The people who did the training and have the surgical ability to fix a Rolex deserve $1000.
An elaborate precision machine that is 35mm across and hand-built over a year (so they say), it makes sense that “cheap” Swiss watches are $9000. Rolex retails for 2-4x of that due to brand cachet and artificial scarcity, even though they are by far the highest volume manufacturer.
The nm of chips doesn't mean anything anymore, and it's really not more impressive anyways - that's built by a machine, which is the epitome of precision. A hand-built 2nm chip might be more impressive, but also impossible anyways.
I don’t think an equivalent Omega or Breitling is that much cheaper?
Rolexes also keep their value incredibly well. I bought a nice Tag many years ago (I knew nothing about watches) and it’s now worth about $1000 on the used market at best. Had I bought a similar priced Rolex instead, it would have kept its value, if not even appreciated.
It's beyond what is the watch. Rolex is good, but omega speedy starts (started before inflation/tariffs?) at $5k.

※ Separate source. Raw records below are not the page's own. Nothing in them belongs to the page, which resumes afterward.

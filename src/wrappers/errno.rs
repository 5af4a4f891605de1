//! `errno` access. Reading the thread-local errno set by a just-failed
//! wrapper needs no transactional semantics of its own — by the time a
//! caller reads it, the syscall whose failure set it has already been
//! translated into an [`Error`] by the wrapper that ran it.

use crate::error::{Error, RecoverableKind};

/// The numeric errno equivalent carried by a [`Error::Recoverable`], or
/// `None` for any other error kind.
pub fn errno_of(error: &Error) -> Option<i32> {
    match error {
        Error::Recoverable {
            kind: RecoverableKind::Errno(e),
            ..
        } => Some(*e),
        _ => None,
    }
}

#[cfg(test)]
mod tests {
    use super::*;

    #[test]
    fn extracts_the_errno_from_a_recoverable_error() {
        let err = Error::recoverable_errno(nix::libc::ENOENT);
        assert_eq!(errno_of(&err), Some(nix::libc::ENOENT));
    }

    #[test]
    fn non_recoverable_errors_have_no_errno() {
        assert_eq!(errno_of(&Error::Conflicting(None)), None);
        assert_eq!(errno_of(&Error::Revocable), None);
        assert_eq!(errno_of(&Error::irrecoverable("boom")), None);
    }
}
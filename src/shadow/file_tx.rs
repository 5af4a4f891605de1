//! `FileTx` (§3 component F): the per-transaction shadow of a file's
//! content. The `Regfile` variant carries the write-log, read-log,
//! range-lock cookies and concurrency-control mode described in §4.5;
//! the other kinds are simple passthroughs since they have no
//! record-addressable content to shadow.

use std::os::unix::io::RawFd;

use tracing::{event, Level};

use crate::error::Error;
use crate::event::Event;
use crate::file::Regfile;
use crate::lock::owner::OwnerIndex;
use crate::module::Module;

/// Concurrency-control mode a file operates in, chosen at first access
/// within a transaction (§4.5).
#[derive(Copy, Clone, Eq, PartialEq, Debug)]
pub enum CcMode {
    /// Transaction is irrevocable: call the kernel directly, no log.
    NoUndo,
    /// Optimistic: record versions on read, validate and replay at commit.
    Ts,
    /// Pessimistic: take record locks on read/write, replay buffered
    /// writes at commit.
    Twopl,
}

struct WriteLogEntry {
    file_off: u64,
    buf_off: usize,
    len: usize,
}

/// One outstanding read observed during `exec`, remembered so Ts-mode
/// validation can detect that a record changed between read and commit.
struct ReadLogEntry {
    record: u64,
    version_at_read: u64,
}

pub const MODULE_WRITE: u16 = 1;

pub struct RegfileTx {
    pub fildes: RawFd,
    pub file_index: usize,
    owner: OwnerIndex,
    pub cc_mode: CcMode,
    write_log: Vec<WriteLogEntry>,
    write_buf: Vec<u8>,
    read_log: Vec<ReadLogEntry>,
    /// Records currently read/write-locked by this transaction in 2PL
    /// mode (the "rwcountermap" cookie set — memoised so repeated access
    /// to the same record is O(1) instead of re-deriving radix indices).
    held_records: Vec<u64>,
    written_records: Vec<u64>,
    applied: bool,
}

impl RegfileTx {
    pub fn new(fildes: RawFd, file_index: usize, owner: OwnerIndex, cc_mode: CcMode) -> Self {
        RegfileTx {
            fildes,
            file_index,
            owner,
            cc_mode,
            write_log: Vec::new(),
            write_buf: Vec::new(),
            read_log: Vec::new(),
            held_records: Vec::new(),
            written_records: Vec::new(),
            applied: false,
        }
    }

    fn with_regfile<R>(&self, f: impl FnOnce(&Regfile) -> R) -> R {
        crate::file::global()
            .regfiles
            .with_resource(self.file_index, f)
    }

    fn merge_write_log(&self, off: u64, buf: &mut [u8]) {
        let end = off + buf.len() as u64;
        for entry in &self.write_log {
            let entry_end = entry.file_off + entry.len as u64;
            let lo = off.max(entry.file_off);
            let hi = end.min(entry_end);
            if lo >= hi {
                continue;
            }
            let dst_start = (lo - off) as usize;
            let src_start = entry.buf_off + (lo - entry.file_off) as usize;
            let n = (hi - lo) as usize;
            buf[dst_start..dst_start + n]
                .copy_from_slice(&self.write_buf[src_start..src_start + n]);
        }
    }

    /// `pread` semantics, merging any buffered-but-uncommitted writes so
    /// the transaction observes its own writes (§8 read-your-writes law).
    pub fn pread(&mut self, buf: &mut [u8], off: u64) -> Result<usize, Error> {
        match self.cc_mode {
            CcMode::NoUndo => {
                let n = nix::sys::uio::pread(self.fildes, buf, off as i64).map_err(Error::from)?;
                Ok(n)
            }
            CcMode::Ts => {
                self.remember_reads(off, buf.len() as u64);
                let n = nix::sys::uio::pread(self.fildes, buf, off as i64).map_err(Error::from)?;
                self.merge_write_log(off, &mut buf[..n]);
                Ok(n)
            }
            CcMode::Twopl => {
                self.lock_records_read(off, buf.len() as u64)?;
                let n = nix::sys::uio::pread(self.fildes, buf, off as i64).map_err(Error::from)?;
                self.merge_write_log(off, &mut buf[..n]);
                Ok(n)
            }
        }
    }

    /// `pwrite` semantics: in undo-capable modes, buffers the bytes and
    /// logs the region instead of touching the kernel file until apply.
    pub fn pwrite(&mut self, buf: &[u8], off: u64) -> Result<usize, Error> {
        match self.cc_mode {
            CcMode::NoUndo => {
                let n = nix::sys::uio::pwrite(self.fildes, buf, off as i64).map_err(Error::from)?;
                Ok(n)
            }
            CcMode::Ts => {
                self.buffer_write(buf, off);
                Ok(buf.len())
            }
            CcMode::Twopl => {
                self.lock_records_write(off, buf.len() as u64)?;
                self.buffer_write(buf, off);
                Ok(buf.len())
            }
        }
    }

    fn buffer_write(&mut self, buf: &[u8], off: u64) {
        let buf_off = self.write_buf.len();
        self.write_buf.extend_from_slice(buf);
        self.write_log.push(WriteLogEntry {
            file_off: off,
            buf_off,
            len: buf.len(),
        });
        for record in self.with_regfile(|r| r.rangelockmap.records_for(off, buf.len() as u64)) {
            if !self.written_records.contains(&record) {
                self.written_records.push(record);
            }
        }
    }

    fn remember_reads(&mut self, off: u64, len: u64) {
        let records = self.with_regfile(|r| r.rangelockmap.records_for(off, len));
        for record in records {
            if self.read_log.iter().any(|e| e.record == record) {
                continue;
            }
            let version = self.with_regfile(|r| r.record_version(record));
            self.read_log.push(ReadLogEntry {
                record,
                version_at_read: version,
            });
        }
    }

    /// Records in `[off, off+len)` this transaction doesn't already hold,
    /// in ascending order — the subset that still needs acquiring.
    fn unheld_records(&self, off: u64, len: u64) -> Vec<u64> {
        self.with_regfile(|r| r.rangelockmap.records_for(off, len))
            .into_iter()
            .filter(|record| !self.held_records.contains(record))
            .collect()
    }

    fn lock_records_read(&mut self, off: u64, len: u64) -> Result<(), Error> {
        let owner = self.owner;
        let to_lock = self.unheld_records(off, len);
        // `try_rdlock_records` rolls back whatever it itself took if a
        // later record in `to_lock` conflicts; records already held from
        // an earlier call are excluded so that rollback can never drop a
        // lock this transaction still needs.
        let newly = self.with_regfile(|r| r.rangelockmap.try_rdlock_records(owner, &to_lock))?;
        self.held_records.extend(newly);
        Ok(())
    }

    fn lock_records_write(&mut self, off: u64, len: u64) -> Result<(), Error> {
        let owner = self.owner;
        let records = self.with_regfile(|r| r.rangelockmap.records_for(off, len));
        let (already_held, to_lock): (Vec<u64>, Vec<u64>) = records
            .into_iter()
            .partition(|record| self.held_records.contains(record));
        // Upgrades already-held records first (sole-reader-to-writer
        // upgrade, §4.1) — these are this owner's own locks, so they
        // never block and are outside the rollback-tracked batch below.
        self.with_regfile(|r| {
            for &record in &already_held {
                r.rangelockmap.try_wrlock_record(owner, record)?;
            }
            Ok::<_, Error>(())
        })?;
        let newly = self.with_regfile(|r| r.rangelockmap.try_wrlock_records(owner, &to_lock))?;
        self.held_records.extend(newly);
        Ok(())
    }

    pub fn validate(&self) -> Result<(), Error> {
        if self.cc_mode != CcMode::Ts {
            return Ok(());
        }
        self.with_regfile(|r| {
            for entry in &self.read_log {
                if r.record_version(entry.record) != entry.version_at_read {
                    return Err(Error::Conflicting(None));
                }
            }
            Ok(())
        })
    }

    pub fn apply_writes(&mut self) -> Result<(), Error> {
        if self.applied || matches!(self.cc_mode, CcMode::NoUndo) {
            return Ok(());
        }
        self.applied = true;
        for entry in &self.write_log {
            let buf = &self.write_buf[entry.buf_off..entry.buf_off + entry.len];
            nix::sys::uio::pwrite(self.fildes, buf, entry.file_off as i64).map_err(Error::from)?;
        }
        self.with_regfile(|r| {
            for &record in &self.written_records {
                r.bump_record_version(record);
            }
        });
        event!(
            Level::TRACE,
            fildes = self.fildes,
            writes = self.write_log.len(),
            "applied buffered writes"
        );
        Ok(())
    }

    pub fn release_locks(&mut self) {
        if self.held_records.is_empty() {
            return;
        }
        let owner = self.owner;
        let records = std::mem::take(&mut self.held_records);
        self.with_regfile(|r| r.rangelockmap.unlock_all(owner, &records));
    }
}

#[cfg(test)]
mod tests {
    use super::*;
    use std::os::unix::io::AsRawFd;

    fn owner(i: u32) -> OwnerIndex {
        OwnerIndex(i)
    }

    /// Registers a fresh regfile slot for `fildes` in the process-wide
    /// table so `with_regfile` callbacks resolve to a real entry.
    fn regfile_tx(fildes: RawFd, cc_mode: CcMode) -> RegfileTx {
        let id = crate::ident::FileId::of_fd(fildes).expect("fstat");
        let index = crate::file::global()
            .regfiles
            .ref_by_id(id, || Ok(crate::file::Regfile::new(16)))
            .expect("register regfile slot");
        RegfileTx::new(fildes, index, owner(0), cc_mode)
    }

    fn tx(fildes: RawFd, cc_mode: CcMode) -> RegfileTx {
        RegfileTx::new(fildes, usize::MAX, owner(0), cc_mode)
    }

    #[test]
    fn merge_write_log_overlays_buffered_bytes_onto_kernel_read() {
        let mut t = tx(-1, CcMode::Ts);
        t.buffer_write(b"XYZ", 10);

        let mut buf = *b"0123456789_________";
        t.merge_write_log(5, &mut buf);
        assert_eq!(&buf[..5], b"01234");
        assert_eq!(&buf[5..8], b"XYZ");
    }

    #[test]
    fn merge_write_log_prefers_later_overlapping_write() {
        let mut t = tx(-1, CcMode::Ts);
        t.buffer_write(b"AAAA", 0);
        t.buffer_write(b"BB", 1);

        let mut buf = [0u8; 4];
        t.merge_write_log(0, &mut buf);
        assert_eq!(&buf, b"ABBA");
    }

    #[test]
    fn noundo_mode_never_buffers_writes() {
        let file = tempfile::tempfile().expect("tempfile");
        let fildes = file.as_raw_fd();
        let mut t = regfile_tx(fildes, CcMode::NoUndo);
        let n = t.pwrite(b"hi", 0).expect("pwrite");
        assert_eq!(n, 2);
        let mut readback = [0u8; 2];
        let got = nix::sys::uio::pread(fildes, &mut readback, 0).expect("pread");
        assert_eq!(got, 2);
        assert_eq!(&readback, b"hi");
    }

    #[test]
    fn ts_mode_buffers_writes_until_apply() {
        let file = tempfile::tempfile().expect("tempfile");
        let fildes = file.as_raw_fd();
        nix::unistd::ftruncate(fildes, 2).expect("grow file so pre-apply bytes are real zeros");
        let mut t = regfile_tx(fildes, CcMode::Ts);
        t.pwrite(b"hi", 0).expect("pwrite");

        let mut readback = [0xffu8; 2];
        let got = nix::sys::uio::pread(fildes, &mut readback, 0).expect("pread before apply");
        assert_eq!(&readback[..got], b"\0\0");

        t.apply_writes().expect("apply");
        let got = nix::sys::uio::pread(fildes, &mut readback, 0).expect("pread after apply");
        assert_eq!(&readback[..got], b"hi");
    }

    #[test]
    fn apply_writes_is_idempotent() {
        let file = tempfile::tempfile().expect("tempfile");
        let fildes = file.as_raw_fd();
        let mut t = regfile_tx(fildes, CcMode::Twopl);
        t.pwrite(b"x", 0).expect("pwrite");
        t.apply_writes().expect("first apply");
        // A second call must not re-`pwrite` or double-bump record
        // versions; absence of a panic/error here is the assertion.
        t.apply_writes().expect("second apply is a no-op");
    }

    #[test]
    fn read_your_own_buffered_write_in_ts_mode() {
        let file = tempfile::tempfile().expect("tempfile");
        let fildes = file.as_raw_fd();
        let mut t = regfile_tx(fildes, CcMode::Ts);
        t.pwrite(b"abc", 0).expect("pwrite");

        let mut buf = [0u8; 3];
        let n = t.pread(&mut buf, 0).expect("pread");
        assert_eq!(n, 3);
        assert_eq!(&buf, b"abc");
    }
}

pub struct RegfileTxModule {
    pub shared: std::rc::Rc<std::cell::RefCell<RegfileTx>>,
}

impl Module for RegfileTxModule {
    fn validate(&mut self, _is_retry: bool) -> Result<(), Error> {
        self.shared.borrow().validate()
    }

    fn apply_event(&mut self, event: &Event) -> Result<(), Error> {
        if event.head == MODULE_WRITE {
            self.shared.borrow_mut().apply_writes()?;
        }
        Ok(())
    }

    fn undo_event(&mut self, _event: &Event) -> Result<(), Error> {
        // Writes are buffered, never sent to the kernel during `exec` in
        // Ts/2PL mode, so there is nothing to reverse.
        Ok(())
    }

    fn finish(&mut self) -> Result<(), Error> {
        let mut shadow = self.shared.borrow_mut();
        shadow.release_locks();
        crate::file::global().regfiles.unref(shadow.file_index, |_| {});
        Ok(())
    }
}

And is certified for Space(tm)! Some good smaller brands (nomos) at around $2k.
Watch market above that starts getting weird. You have some special models, technically equivalent w/ cosmetic bling hitting $80-100k
The people who did the training and have the surgical ability to fix a Rolex deserve $1000.
An elaborate precision machine that is 35mm across and hand-built over a year (so they say), it makes sense that “cheap” Swiss watches are $9000. Rolex retails for 2-4x of that due to brand cachet and artificial scarcity, even though they are by far the highest volume manufacturer.